Filtering: a method for solving graph problems in MapReduce.
Venue
SPAA 2011: Proceedings of the 23rd Annual ACM Symposium on Parallelism in Algorithms and Architectures, pp. 85-94
Publication Year
2011
Authors
Silvio Lattanzi, Benjamin Moseley, Siddharth Suri, Sergei Vassilvitskii
BibTeX
Abstract
The MapReduce framework is currently the de facto standard used throughout both
industry and academia for petabyte scale data analysis. As the input to a typical
MapReduce computation is large, one of the key requirements of the framework is
that the input cannot be stored on a single machine and must be processed in
parallel. In this paper we describe a general algorithmic design technique in the
MapReduce framework called filtering. The main idea behind filtering is to reduce
the size of the input in a distributed fashion so that the resulting, much smaller,
problem instance can be solved on a single machine. Using this approach we give new
algorithms in the MapReduce framework for a variety of fundamental graph problems.

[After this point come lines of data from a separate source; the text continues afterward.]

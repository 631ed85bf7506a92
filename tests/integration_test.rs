mod common;

use std::fs;

use common::*;
use hkxconv::convert::{to_binary, to_text, BinaryOptions, ConvertError, TextOptions};
use hkxconv::header::{HkxHeader, Platform, MAGIC0};
use hkxconv::object::HavokRoot;
use hkxconv::text::{FieldNaming, TreeCodec};
use serde_json::Value;
use tempfile::tempdir;

fn keys(value: &Value, out: &mut Vec<String>) {
    match value {
        Value::Object(map) => {
            for (k, v) in map {
                out.push(k.clone());
                keys(v, out);
            }
        }
        Value::Array(items) => items.iter().for_each(|v| keys(v, out)),
        _ => {}
    }
}

// ── Pipeline ─────────────────────────────────────────────────────────────────

#[test]
fn test_rigid_body_round_trip() {
    let dir = tempdir().unwrap();
    let src = dir.path().join("TwnObj_Barrel.hkrb");
    let original = shipped_bytes(&[HavokRoot::from(physics_data())], "hkrb", HkxHeader::wiiu());
    fs::write(&src, &original).unwrap();

    let json = to_text(&src, None, &TextOptions::default()).unwrap();
    assert_eq!(json, dir.path().join("TwnObj_Barrel.json"));

    let text = fs::read_to_string(&json).unwrap();
    let mut all_keys = Vec::new();
    keys(&serde_json::from_str(&text).unwrap(), &mut all_keys);
    assert!(all_keys.iter().any(|k| k == "namedVariants"));
    assert!(all_keys.iter().all(|k| !k.starts_with("m_")), "{all_keys:?}");
    assert!(all_keys.iter().all(|k| k != "Signature"));

    let back = dir.path().join("copy.hkrb");
    let written = to_binary(&json, Some(back.as_path()), &BinaryOptions::default()).unwrap();
    assert_eq!(written, back);
    assert_eq!(fs::read(&back).unwrap(), original);
}

#[test]
fn test_static_compound_round_trip() {
    let dir = tempdir().unwrap();
    let src = dir.path().join("FieldA_A-1.hksc");
    let original = shipped_bytes(&compound_roots(), "hksc", HkxHeader::wiiu());
    fs::write(&src, &original).unwrap();

    let json = to_text(&src, None, &TextOptions { pretty: true, ..Default::default() }).unwrap();
    let value: Value = serde_json::from_str(&fs::read_to_string(&json).unwrap()).unwrap();
    let roots = value.as_array().unwrap();
    assert_eq!(roots.len(), 2);
    assert_eq!(roots[0]["$type"], "StaticCompoundInfo");
    assert_eq!(roots[1]["$type"], "hkRootLevelContainer");
    let offset = roots[0]["Offset"].as_u64().unwrap() as usize;
    assert!(offset > 0 && offset < original.len());

    // Second file starts with its own magic.
    assert_eq!(&original[offset..offset + 4], &MAGIC0.to_be_bytes());

    let back = dir.path().join("out").join("FieldA_A-1.hksc");
    fs::create_dir(back.parent().unwrap()).unwrap();
    to_binary(&json, Some(back.as_path()), &BinaryOptions::default()).unwrap();
    assert_eq!(fs::read(&back).unwrap(), original);
}

#[test]
fn test_default_binary_destination_uses_kind() {
    let dir = tempdir().unwrap();
    let src = dir.path().join("NavMesh.hknm2");
    fs::write(&src, shipped_bytes(&[HavokRoot::from(container_for("hkaiNavMesh"))], "hknm2", HkxHeader::nx())).unwrap();

    let json = to_text(&src, None, &TextOptions::default()).unwrap();
    let renamed = dir.path().join("edited.json");
    fs::rename(&json, &renamed).unwrap();

    let written = to_binary(&renamed, None, &BinaryOptions { platform: Platform::Nx, ..Default::default() }).unwrap();
    assert_eq!(written, dir.path().join("edited.hknm2"));
    assert_eq!(fs::read(&written).unwrap(), fs::read(&src).unwrap());
}

#[test]
fn test_platform_selects_byte_order() {
    let dir = tempdir().unwrap();
    let json = dir.path().join("body.json");
    let text = TreeCodec::default().encode(&[HavokRoot::from(physics_data())]).unwrap();
    fs::write(&json, text).unwrap();

    let wiiu = to_binary(&json, Some(dir.path().join("wiiu.hkrb").as_path()), &BinaryOptions::default()).unwrap();
    let nx_opts = BinaryOptions { platform: Platform::Nx, ..Default::default() };
    let nx = to_binary(&json, Some(dir.path().join("nx.hkrb").as_path()), &nx_opts).unwrap();

    assert_eq!(&fs::read(wiiu).unwrap()[..4], &MAGIC0.to_be_bytes());
    assert_eq!(&fs::read(nx).unwrap()[..4], &MAGIC0.to_le_bytes());
}

// ── Refusals ─────────────────────────────────────────────────────────────────

#[test]
fn test_unresolved_kind_writes_nothing() {
    let dir = tempdir().unwrap();
    let json = dir.path().join("scene.json");
    let text = TreeCodec::default().encode(&[HavokRoot::from(container_for("hkxScene"))]).unwrap();
    fs::write(&json, text).unwrap();

    let err = to_binary(&json, None, &BinaryOptions::default()).unwrap_err();
    assert!(matches!(err, ConvertError::UnresolvedKind { roots: 1 }), "{err}");

    let err = to_binary(&json, Some(dir.path().join("scene.hkrb").as_path()), &BinaryOptions::default()).unwrap_err();
    assert!(matches!(err, ConvertError::UnresolvedKind { .. }));
    assert_eq!(fs::read_dir(dir.path()).unwrap().count(), 1);
}

#[test]
fn test_existing_destination_is_never_overwritten() {
    let dir = tempdir().unwrap();
    let src = dir.path().join("Obj.hkcl");
    fs::write(&src, shipped_bytes(&[HavokRoot::from(container_for("hclClothContainer"))], "hkcl", HkxHeader::wiiu())).unwrap();

    let json = dir.path().join("Obj.json");
    fs::write(&json, "keep me").unwrap();
    let err = to_text(&src, None, &TextOptions::default()).unwrap_err();
    assert!(matches!(err, ConvertError::DestinationExists(ref p) if *p == json));
    assert_eq!(fs::read_to_string(&json).unwrap(), "keep me");

    let fresh = to_text(&src, Some(dir.path().join("fresh.json").as_path()), &TextOptions::default()).unwrap();
    let before = fs::read(&src).unwrap();
    let err = to_binary(&fresh, Some(src.as_path()), &BinaryOptions::default()).unwrap_err();
    assert!(matches!(err, ConvertError::DestinationExists(_)));
    assert_eq!(fs::read(&src).unwrap(), before);

    // The guessed destination is checked too.
    fs::write(dir.path().join("fresh.hkcl"), "keep me").unwrap();
    let err = to_binary(&fresh, None, &BinaryOptions::default()).unwrap_err();
    assert!(matches!(err, ConvertError::DestinationExists(_)));
    assert_eq!(fs::read_to_string(dir.path().join("fresh.hkcl")).unwrap(), "keep me");
}

#[test]
fn test_missing_source_is_io_error() {
    let dir = tempdir().unwrap();
    let err = to_text(dir.path().join("absent.hkrb"), None, &TextOptions::default()).unwrap_err();
    assert!(matches!(err, ConvertError::Io(_)));
    assert!(!dir.path().join("absent.json").exists());
}

#[test]
fn test_malformed_packfile_writes_nothing() {
    let dir = tempdir().unwrap();
    let src = dir.path().join("broken.hkrb");
    fs::write(&src, b"not a packfile").unwrap();
    let err = to_text(&src, None, &TextOptions::default()).unwrap_err();
    assert!(matches!(err, ConvertError::Container(_)));
    assert!(!dir.path().join("broken.json").exists());
}

// ── Text form ────────────────────────────────────────────────────────────────

#[test]
fn test_tree_codec_round_trip() {
    let roots = compound_roots();
    for pretty in [false, true] {
        let tree = TreeCodec::new(FieldNaming::default(), pretty);
        let text = tree.encode(&roots).unwrap();
        assert_eq!(text.contains('\n'), pretty);
        assert_eq!(tree.decode(&text).unwrap(), roots);
    }
}

#[test]
fn test_verbatim_naming_keeps_internal_names() {
    let tree = TreeCodec::new(FieldNaming::verbatim(), false);
    let text = tree.encode(&[HavokRoot::from(physics_data())]).unwrap();
    assert!(text.contains("\"m_namedVariants\""));
    assert!(text.contains("\"Signature\""));
    assert_eq!(tree.decode(&text).unwrap(), vec![HavokRoot::from(physics_data())]);
}

#[test]
fn test_signature_is_recomputed_on_read() {
    let tree = TreeCodec::new(FieldNaming::verbatim(), false);
    let roots = vec![HavokRoot::from(physics_data())];
    let mut value: Value = serde_json::from_str(&tree.encode(&roots).unwrap()).unwrap();
    let variant = &mut value[0]["m_namedVariants"][0]["m_variant"];
    assert!(variant["Signature"].is_u64());
    variant["Signature"] = Value::from(1);

    let edited = serde_json::to_string(&value).unwrap();
    assert_eq!(tree.decode(&edited).unwrap(), roots);
}

#[test]
fn test_top_level_must_be_array() {
    let err = TreeCodec::default().decode("{\"$type\":\"hkRootLevelContainer\"}").unwrap_err();
    assert!(matches!(err, hkxconv::text::TextError::NotAnArray));
    assert!(TreeCodec::default().decode("[").is_err());
}
mod common;

use common::*;
use hkxconv::codec::{Codec, PackfileCodec, MAX_DEPTH};
use hkxconv::header::HkxHeader;
use hkxconv::object::{HavokRoot, HkObject, HkValue, NamedVariant, RootLevelContainer};
use hkxconv::text::{FieldNaming, TextError, TreeCodec};
use proptest::prelude::*;

/// Roots compare by their packfile bytes, so NaN payloads are checked bit for bit.
fn packed(roots: &[HavokRoot]) -> Vec<Vec<u8>> {
    roots.iter().map(|r| PackfileCodec.encode(r, &HkxHeader::nx()).unwrap()).collect()
}

fn payload_root(payload: HkObject) -> Vec<HavokRoot> {
    vec![HavokRoot::from(RootLevelContainer {
        named_variants: vec![NamedVariant::new("Resource Data", payload)],
    })]
}

// ── Floats ───────────────────────────────────────────────────────────────────

#[test]
fn test_non_finite_reals_survive() {
    let quiet_payload = f32::from_bits(0x7FC0_0001);
    let signalling = f32::from_bits(0x7F80_0001);
    let negative_nan = f32::from_bits(0xFFC0_0000);
    let roots = payload_root(
        HkObject::new("hkpRigidBody")
            .with("m_nan", HkValue::Real(f32::NAN))
            .with("m_inf", HkValue::Real(f32::INFINITY))
            .with("m_negInf", HkValue::Real(f32::NEG_INFINITY))
            .with("m_payload", HkValue::Real(quiet_payload))
            .with("m_negZero", HkValue::Real(-0.0))
            .with("m_tiny", HkValue::Real(f32::from_bits(1)))
            .with("m_aabb", HkValue::Vector4([signalling, negative_nan, f32::MIN_POSITIVE, 0.1])),
    );

    for pretty in [false, true] {
        let tree = TreeCodec::new(FieldNaming::default(), pretty);
        let text = tree.encode(&roots).unwrap();
        assert!(!text.contains("null"), "{text}");
        assert!(text.contains("\"NaN\""));
        assert!(text.contains("\"inf\""));
        assert!(text.contains("\"-inf\""));
        assert!(text.contains("\"NaN:0x7fc00001\""));

        let back = tree.decode(&text).unwrap();
        assert_eq!(packed(&back), packed(&roots));
    }
}

#[test]
fn test_malformed_real_rejected() {
    let tree = TreeCodec::default();
    let text = tree.encode(&payload_root(HkObject::new("hkpRigidBody").with("m_mass", HkValue::Real(f32::NAN)))).unwrap();
    for bad in ["\"nan\"", "\"NaN:0x3f800000\"", "\"NaN:zz\"", "null"] {
        let edited = text.replace("\"NaN\"", bad);
        assert!(matches!(tree.decode(&edited), Err(TextError::Json(_))), "{bad} accepted");
    }
}

// ── Member names ─────────────────────────────────────────────────────────────

#[test]
fn test_unprefixed_member_names_survive() {
    let roots = payload_root(
        HkObject::new("hkpRigidBody")
            .with("m_mass", HkValue::Real(2.0))
            .with("name", HkValue::U32(1))
            .with("", HkValue::Null)
            .with("m_$type", HkValue::Bool(true))
            .with("m_Signature", HkValue::I8(-1))
            .with("$raw:mass", HkValue::U8(3))
            .with("$t", HkValue::U16(4)),
    );
    let tree = TreeCodec::default();
    let text = tree.encode(&roots).unwrap();
    assert!(text.contains("\"mass\""));
    assert!(text.contains("\"$raw:name\""));
    assert!(text.contains("\"$raw:m_Signature\""));
    assert_eq!(tree.decode(&text).unwrap(), roots);
}

#[test]
fn test_reserved_member_names_rejected() {
    let tree = TreeCodec::default();
    for reserved in ["Signature", "$class"] {
        let roots = payload_root(HkObject::new("hkpRigidBody").with(reserved, HkValue::Null));
        assert!(matches!(tree.encode(&roots), Err(TextError::Json(_))), "{reserved} accepted");
    }
    let duplicated = payload_root(
        HkObject::new("hkpRigidBody").with("m_mass", HkValue::U8(1)).with("m_mass", HkValue::U8(2)),
    );
    assert!(matches!(tree.encode(&duplicated), Err(TextError::Json(_))));
}

// ── Depth ────────────────────────────────────────────────────────────────────

#[test]
fn test_deepest_payload_fits_in_json() {
    let mut object = HkObject::new("hkpShape").with("m_extent", HkValue::Vector4([1.0, 2.0, 3.0, 4.0]));
    for _ in 0..MAX_DEPTH {
        object = HkObject::new("hkpShape").with("m_child", HkValue::Object(object));
    }
    let roots = payload_root(object);
    let bytes = PackfileCodec.encode(&roots[0], &HkxHeader::wiiu()).unwrap();

    for pretty in [false, true] {
        let tree = TreeCodec::new(FieldNaming::default(), pretty);
        let text = tree.encode(&[PackfileCodec.decode(&bytes).unwrap().root]).unwrap();
        assert_eq!(tree.decode(&text).unwrap(), roots);
    }
}

// ── Properties ───────────────────────────────────────────────────────────────

fn arb_real() -> impl Strategy<Value = f32> {
    any::<u32>().prop_map(f32::from_bits)
}

fn arb_class_name() -> impl Strategy<Value = String> {
    "[a-zA-Z][a-zA-Z0-9]{0,15}"
}

fn arb_member_name() -> impl Strategy<Value = String> {
    prop_oneof![
        "m_[a-zA-Z0-9_]{0,10}",
        "[a-zA-Z_][a-zA-Z0-9_]{0,10}",
        "[$m_:a-z]{0,8}",
        "\\PC{0,6}",
    ]
    .prop_filter("reserved by the text form", |n| n != "$class" && n != "Signature")
}

fn arb_integer() -> impl Strategy<Value = HkValue> {
    prop_oneof![
        any::<i8>().prop_map(HkValue::I8),
        any::<u8>().prop_map(HkValue::U8),
        any::<i16>().prop_map(HkValue::I16),
        any::<u16>().prop_map(HkValue::U16),
        any::<i32>().prop_map(HkValue::I32),
        any::<u32>().prop_map(HkValue::U32),
        any::<i64>().prop_map(HkValue::I64),
        any::<u64>().prop_map(HkValue::U64),
    ]
}

fn arb_object(value: BoxedStrategy<HkValue>) -> impl Strategy<Value = HkObject> {
    (arb_class_name(), prop::collection::btree_map(arb_member_name(), value, 0..6))
        .prop_map(|(class_name, members)| HkObject { class_name, members: members.into_iter().collect() })
}

fn arb_value() -> impl Strategy<Value = HkValue> {
    let leaf = prop_oneof![
        Just(HkValue::Null),
        any::<bool>().prop_map(HkValue::Bool),
        arb_integer(),
        arb_real().prop_map(HkValue::Real),
        prop::array::uniform4(arb_real()).prop_map(HkValue::Vector4),
        "\\PC{0,12}".prop_map(HkValue::String),
    ];
    leaf.prop_recursive(4, 48, 6, |inner| {
        prop_oneof![
            prop::collection::vec(inner.clone(), 0..6).prop_map(HkValue::Array),
            arb_object(inner.boxed()).prop_map(HkValue::Object),
        ]
    })
}

fn arb_container() -> impl Strategy<Value = HavokRoot> {
    let variant = (
        "\\PC{0,10}",
        arb_class_name(),
        prop::option::of(arb_object(arb_value().boxed())),
    )
        .prop_map(|(name, class_name, variant)| NamedVariant { name, class_name, variant });
    prop::collection::vec(variant, 0..3)
        .prop_map(|named_variants| HavokRoot::from(RootLevelContainer { named_variants }))
}

proptest! {
    #[test]
    fn prop_text_round_trip_is_lossless(
        roots in prop::collection::vec(arb_container(), 1..3),
        with_descriptor in any::<bool>(),
        pretty in any::<bool>(),
    ) {
        let mut roots = roots;
        if with_descriptor {
            roots.insert(0, HavokRoot::from(compound_info()));
        }
        for naming in [FieldNaming::default(), FieldNaming::verbatim()] {
            let tree = TreeCodec::new(naming, pretty);
            let text = tree.encode(&roots).unwrap();
            let back = tree.decode(&text).unwrap();
            prop_assert_eq!(packed(&back), packed(&roots));
        }
    }
}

Specifically, we present algorithms for minimum spanning trees, maximal matchings,
approximate weighted matchings, approximate vertex and edge covers and minimum
cuts. In all of these cases, we will parameterize our algorithms by the amount of
memory available on the machines allowing us to show tradeoffs between the memory
available and the number of MapReduce rounds. For each setting we will show that
even if the machines are only given substantially sublinear memory, our algorithms
run in a constant number of MapReduce rounds. To demonstrate the practical
viability of our algorithms we implement the maximal matching algorithm that lies
at the core of our analysis and show that it achieves a significant speedup over
the sequential version.